Public benchmarks can be trivially faked. Lmarena is a bit harder to fake and is human-evaluated.

I agree it's misleading for them to hyper-focus on one metric, but public benchmarks are far from the only thing that matters. I place more weight on Lmarena scores and private benchmarks.

▲

nl a day ago | parent | next [-]

Concentrating on LMAreana cost Meta many hundreds of billions of dollar and lots of people their jobs with the Lllama4 disaster.

▲

moffkalast 2 days ago | parent | prev [-]

Lm arena is so easy to game that it's ceased to be a relevant metric over a year ago. People are not usable validators beyond "yeah that looks good to me", nobody checks if the facts are correct or not.

▲

culi 2 days ago | parent | next [-]

Alibaba maintains its own separate version of lm-arena where the prompts are fixed and you simply judge the outputs

https://aiarena.alibaba-inc.com/corpora/arena/leaderboard

▲

jug 2 days ago | parent | prev | next [-]

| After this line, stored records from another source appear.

//! webrtc-rs backed engine
//!
//! Owns one `RTCPeerConnection` at a time. Local capture adds an Opus audio and
//! a VP8 video sample track; the application pushes media through
//! [`RtcEngine::audio_track`] and [`RtcEngine::video_track`].

use super::{
    ConnectionState, EngineError, EngineEvent, IceCandidate, IceServer, PeerConnectionEngine,
    SessionDescription, SdpType,
};
use crate::quality::StatsSnapshot;
use async_trait::async_trait;
use log::{debug, info, warn};
use std::sync::atomic::{AtomicU64, Ordering};
use std::sync::Arc;
use tokio::sync::{broadcast, Mutex};
use webrtc::api::interceptor_registry::register_default_interceptors;
use webrtc::api::media_engine::{MediaEngine, MIME_TYPE_OPUS, MIME_TYPE_VP8};
use webrtc::api::{APIBuilder, API};
use webrtc::ice_transport::ice_candidate::RTCIceCandidateInit;
use webrtc::ice_transport::ice_server::RTCIceServer;
use webrtc::interceptor::registry::Registry;
use webrtc::peer_connection::configuration::RTCConfiguration;
use webrtc::peer_connection::offer_answer_options::RTCOfferOptions;
use webrtc::peer_connection::peer_connection_state::RTCPeerConnectionState;
use webrtc::peer_connection::sdp::session_description::RTCSessionDescription;
use webrtc::peer_connection::RTCPeerConnection;
use webrtc::rtp_transceiver::rtp_codec::RTCRtpCodecCapability;
use webrtc::rtp_transceiver::rtp_sender::RTCRtpSender;
use webrtc::stats::StatsReportType;
use webrtc::track::track_local::track_local_static_sample::TrackLocalStaticSample;
use webrtc::track::track_local::TrackLocal;

const EVENT_CHANNEL_CAPACITY: usize = 64;
const STREAM_ID: &str = "webrtclite";

struct Connection {
    pc: Arc<RTCPeerConnection>,
    senders: Vec<Arc<RTCRtpSender>>,
}

pub struct RtcEngine {
    api: API,
    connection: Mutex<Option<Connection>>,
    audio: Arc<TrackLocalStaticSample>,
    video: Arc<TrackLocalStaticSample>,
    capturing: Mutex<bool>,
    events: broadcast::Sender<EngineEvent>,
    generation: Arc<AtomicU64>,
}

impl RtcEngine {
    pub fn new() -> Result<Self, EngineError> {
        let mut media_engine = MediaEngine::default();
        media_engine
            .register_default_codecs()
            .map_err(|e| EngineError::ConnectionFailed(format!("Failed to register codecs: {}", e)))?;

        let mut registry = Registry::new();
        registry = register_default_interceptors(registry, &mut media_engine)
            .map_err(|e| EngineError::ConnectionFailed(format!("Failed to register interceptors: {}", e)))?;

        let api = APIBuilder::new()
            .with_media_engine(media_engine)
            .with_interceptor_registry(registry)
            .build();

        let audio = Arc::new(TrackLocalStaticSample::new(
            RTCRtpCodecCapability {
                mime_type: MIME_TYPE_OPUS.to_string(),
                clock_rate: 48000,
                channels: 2,
                ..Default::default()
            },
            format!("audio-{}", uuid::Uuid::new_v4()),
            STREAM_ID.to_string(),
        ));
        let video = Arc::new(TrackLocalStaticSample::new(
            RTCRtpCodecCapability {
                mime_type: MIME_TYPE_VP8.to_string(),
                clock_rate: 90000,
                ..Default::default()
            },
            format!("video-{}", uuid::Uuid::new_v4()),
            STREAM_ID.to_string(),
        ));

        let (events, _) = broadcast::channel(EVENT_CHANNEL_CAPACITY);

        Ok(Self {
            api,
            connection: Mutex::new(None),
            audio,
            video,
            capturing: Mutex::new(false),
            events,
            generation: Arc::new(AtomicU64::new(0)),
        })
    }

    pub fn audio_track(&self) -> Arc<TrackLocalStaticSample> {
        self.audio.clone()
    }

    pub fn video_track(&self) -> Arc<TrackLocalStaticSample> {
        self.video.clone()
    }

    async fn peer(&self) -> Result<Arc<RTCPeerConnection>, EngineError> {
        self.connection
            .lock()
            .await
            .as_ref()
            .map(|c| c.pc.clone())
            .ok_or(EngineError::NotInitialized)
    }

    /// Create a peer connection and wire its callbacks to the event channel
    async fn create_connection(&self, ice_servers: Vec<IceServer>, capturing: bool) -> Result<Connection, EngineError> {
        let rtc_config = RTCConfiguration {
            ice_servers: ice_servers
                .into_iter()
                .map(|server| RTCIceServer {
                    urls: server.urls,
                    username: server.username.unwrap_or_default(),
                    credential: server.credential.unwrap_or_default(),
                    ..Default::default()
                })
                .collect(),
            ..Default::default()
        };

        let pc = Arc::new(
            self.api
                .new_peer_connection(rtc_config)
                .await
                .map_err(|e| EngineError::ConnectionFailed(format!("Failed to create peer connection: {}", e)))?,
        );

        let generation = self.generation.fetch_add(1, Ordering::SeqCst) + 1;

        let events = self.events.clone();
        let current = self.generation.clone();
        pc.on_peer_connection_state_change(Box::new(move |state: RTCPeerConnectionState| {
            let events = events.clone();
            let current = current.clone();
            Box::pin(async move {
                if current.load(Ordering::SeqCst) != generation {
                    return;
                }
                debug!("Peer connection state: {}", state);
                let _ = events.send(EngineEvent::StateChanged(map_state(state)));
            })
        }));

        let events = self.events.clone();
        let current = self.generation.clone();
        pc.on_ice_candidate(Box::new(move |candidate| {
            let events = events.clone();
            let current = current.clone();
            Box::pin(async move {
                let Some(candidate) = candidate else { return };
                if current.load(Ordering::SeqCst) != generation {
                    return;
                }
                match candidate.to_json() {
                    Ok(init) => {
                        let _ = events.send(EngineEvent::LocalCandidate(IceCandidate {
                            sdp_mid: init.sdp_mid.unwrap_or_default(),
                            sdp_mline_index: init.sdp_mline_index.unwrap_or(0),
                            candidate: init.candidate,
                        }));
                    }
                    Err(e) => warn!("Failed to serialize local ICE candidate: {}", e),
                }
            })
        }));

        let mut connection = Connection { pc, senders: Vec::new() };
        if capturing {
            self.attach_tracks(&mut connection).await?;
        }
        Ok(connection)
    }

    async fn attach_tracks(&self, connection: &mut Connection) -> Result<(), EngineError> {
        let tracks: [Arc<dyn TrackLocal + Send + Sync>; 2] = [self.audio.clone(), self.video.clone()];
        for track in tracks {
            let sender = connection
                .pc
                .add_track(track)
                .await
                .map_err(|e| EngineError::MediaError(format!("Failed to add track: {}", e)))?;
            connection.senders.push(sender);
        }
        Ok(())
    }

    fn to_rtc_description(description: SessionDescription) -> Result<RTCSessionDescription, EngineError> {
        match description.sdp_type {
            SdpType::Offer => RTCSessionDescription::offer(description.sdp),
            SdpType::Answer => RTCSessionDescription::answer(description.sdp),
        }
        .map_err(|e| EngineError::SdpError(format!("Invalid SDP: {}", e)))
    }
}

/// Lost and received must come from the same stream's report
fn add_stream_loss(snapshot: &mut StatsSnapshot, packets_received: u64, packets_lost: i64) {
    snapshot.packets_received += packets_received;
    // Duplicates can drive the cumulative lost counter negative
    snapshot.packets_lost += packets_lost.max(0) as u64;
}

fn map_state(state: RTCPeerConnectionState) -> ConnectionState {
    match state {
        RTCPeerConnectionState::Unspecified | RTCPeerConnectionState::New => ConnectionState::New,
        RTCPeerConnectionState::Connecting => ConnectionState::Connecting,
        RTCPeerConnectionState::Connected => ConnectionState::Connected,
        RTCPeerConnectionState::Disconnected => ConnectionState::Disconnected,
        RTCPeerConnectionState::Failed => ConnectionState::Failed,
        RTCPeerConnectionState::Closed => ConnectionState::Closed,
    }
}

#[async_trait]
impl PeerConnectionEngine for RtcEngine {
    async fn initialize(&self, session_id: &str, ice_servers: Vec<IceServer>) -> Result<(), EngineError> {
        // Lock order: capturing, then connection
        let capturing = *self.capturing.lock().await;
        let mut slot = self.connection.lock().await;
        if let Some(old) = slot.take() {
            if let Err(e) = old.pc.close().await {
                warn!("Failed to close previous peer connection: {}", e);
            }
        }
        info!("Creating peer connection for session {} with {} ICE servers", session_id, ice_servers.len());
        *slot = Some(self.create_connection(ice_servers, capturing).await?);
        Ok(())
    }

    async fn create_offer(&self) -> Result<SessionDescription, EngineError> {
        let offer = self
            .peer()
            .await?
            .create_offer(None)
            .await
            .map_err(|e| EngineError::SdpError(format!("Failed to create offer: {}", e)))?;
        Ok(SessionDescription::offer(offer.sdp))
    }

    async fn create_answer(&self) -> Result<SessionDescription, EngineError> {
        let answer = self
            .peer()
            .await?
            .create_answer(None)
            .await
            .map_err(|e| EngineError::SdpError(format!("Failed to create answer: {}", e)))?;
        Ok(SessionDescription::answer(answer.sdp))
    }

    async fn set_local_description(&self, description: SessionDescription) -> Result<(), EngineError> {
        let description = Self::to_rtc_description(description)?;
        self.peer()
            .await?
            .set_local_description(description)
            .await
            .map_err(|e| EngineError::SdpError(format!("Failed to set local description: {}", e)))
    }

    async fn set_remote_description(&self, description: SessionDescription) -> Result<(), EngineError> {
        let description = Self::to_rtc_description(description)?;
        self.peer()
            .await?
            .set_remote_description(description)
            .await
            .map_err(|e| EngineError::SdpError(format!("Failed to set remote description: {}", e)))
    }

    async fn add_ice_candidate(&self, candidate: IceCandidate) -> Result<(), EngineError> {
        let init = RTCIceCandidateInit {
            candidate: candidate.candidate,
            sdp_mid: Some(candidate.sdp_mid),
            sdp_mline_index: Some(candidate.sdp_mline_index),
            username_fragment: None,
        };
        self.peer()
            .await?
            .add_ice_candidate(init)
            .await
            .map_err(|e| EngineError::IceError(format!("Failed to add ICE candidate: {}", e)))
    }

    async fn start_local_capture(&self) -> Result<(), EngineError> {
        let mut capturing = self.capturing.lock().await;
        if *capturing {
            return Ok(());
        }
        let mut slot = self.connection.lock().await;
        let connection = slot.as_mut().ok_or(EngineError::NotInitialized)?;
        self.attach_tracks(connection).await?;
        *capturing = true;
        Ok(())
    }

    async fn stop_local_capture(&self) -> Result<(), EngineError> {
        let mut capturing = self.capturing.lock().await;
        *capturing = false;
        let mut slot = self.connection.lock().await;
        if let Some(connection) = slot.as_mut() {
            for sender in connection.senders.drain(..) {
                if let Err(e) = connection.pc.remove_track(&sender).await {
                    warn!("Failed to remove track: {}", e);
                }
            }
        }
        Ok(())
    }

    async fn restart_ice(&self) -> Result<SessionDescription, EngineError> {
        let pc = self.peer().await?;
        let options = RTCOfferOptions {
            ice_restart: true,
            ..Default::default()
        };
        let offer = pc
            .create_offer(Some(options))
            .await
            .map_err(|e| EngineError::IceError(format!("Failed to create ICE restart offer: {}", e)))?;
        let sdp = offer.sdp.clone();
        pc.set_local_description(offer)
            .await
            .map_err(|e| EngineError::SdpError(format!("Failed to set local description: {}", e)))?;
        Ok(SessionDescription::offer(sdp))
    }

    async fn rebuild(&self, ice_servers: Vec<IceServer>) -> Result<(), EngineError> {
        let capturing = *self.capturing.lock().await;
        let mut slot = self.connection.lock().await;
        if let Some(old) = slot.take() {
            if let Err(e) = old.pc.close().await {
                warn!("Failed to close previous peer connection: {}", e);
            }
        }
        info!("Rebuilding peer connection with {} ICE servers", ice_servers.len());
        *slot = Some(self.create_connection(ice_servers, capturing).await?);
        Ok(())
    }

    async fn stats(&self) -> Result<StatsSnapshot, EngineError> {
        let report = self.peer().await?.get_stats().await;
        let mut snapshot = StatsSnapshot::default();

        for stat in report.reports.values() {
            match stat {
                StatsReportType::CandidatePair(pair) if pair.nominated => {
                    snapshot.rtt_secs = snapshot.rtt_secs.max(pair.current_round_trip_time);
                }
                StatsReportType::InboundRTP(inbound) => {
                    snapshot.bytes_received += inbound.bytes_received;
                }
                StatsReportType::OutboundRTP(outbound) => {
                    snapshot.bytes_sent += outbound.bytes_sent;
                }
                // Inbound reports carry no lost counter, so loss comes from
                // the peer's receiver reports on our streams
                StatsReportType::RemoteInboundRTP(remote) => {
                    add_stream_loss(&mut snapshot, remote.packets_received, remote.packets_lost);
                }
                _ => {}
            }
        }

        Ok(snapshot)
    }

    async fn close(&self) -> Result<(), EngineError> {
        let connection = self.connection.lock().await.take();
        // Invalidate callbacks of the closed connection
        self.generation.fetch_add(1, Ordering::SeqCst);
        if let Some(connection) = connection {
            connection
                .pc
                .close()
                .await
                .map_err(|e| EngineError::ConnectionFailed(format!("Failed to close connection: {}", e)))?;
            let _ = self.events.send(EngineEvent::StateChanged(ConnectionState::Closed));
        }
        Ok(())
    }

    fn subscribe(&self) -> broadcast::Receiver<EngineEvent> {
        self.events.subscribe()
    }

    fn generation(&self) -> u64 {
        self.generation.load(Ordering::SeqCst)
    }
}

I agree; LMArena died for me with the Llama 4 debacle. And not only the gamed scores, but seeing with shock and horror the answers people found good. It does test something though: the general "vibe" and how human/friendly and knowledgeable it _seems_ to be.

▲

nabakin 2 days ago | parent | prev [-]

It's easy to game and human evaluation data has its trade-offs, but it's way easier to fake public benchmark results. I wish we had a source of high quality private benchmark results across a vast number of models like Lmarena. Having high quality human evaluation data would be a plus too.

▲

moffkalast 2 days ago | parent [-]

Well there was this one [0] which is a black box but hasn't really been kept up to date with newer releases. Arguably we'd need lots of these since each one could be biased towards some use case or sell its test set to someone with more VC money than sense.

[0] https://oobabooga.github.io/benchmark.html

	▲	nabakin 2 days ago \| parent [-]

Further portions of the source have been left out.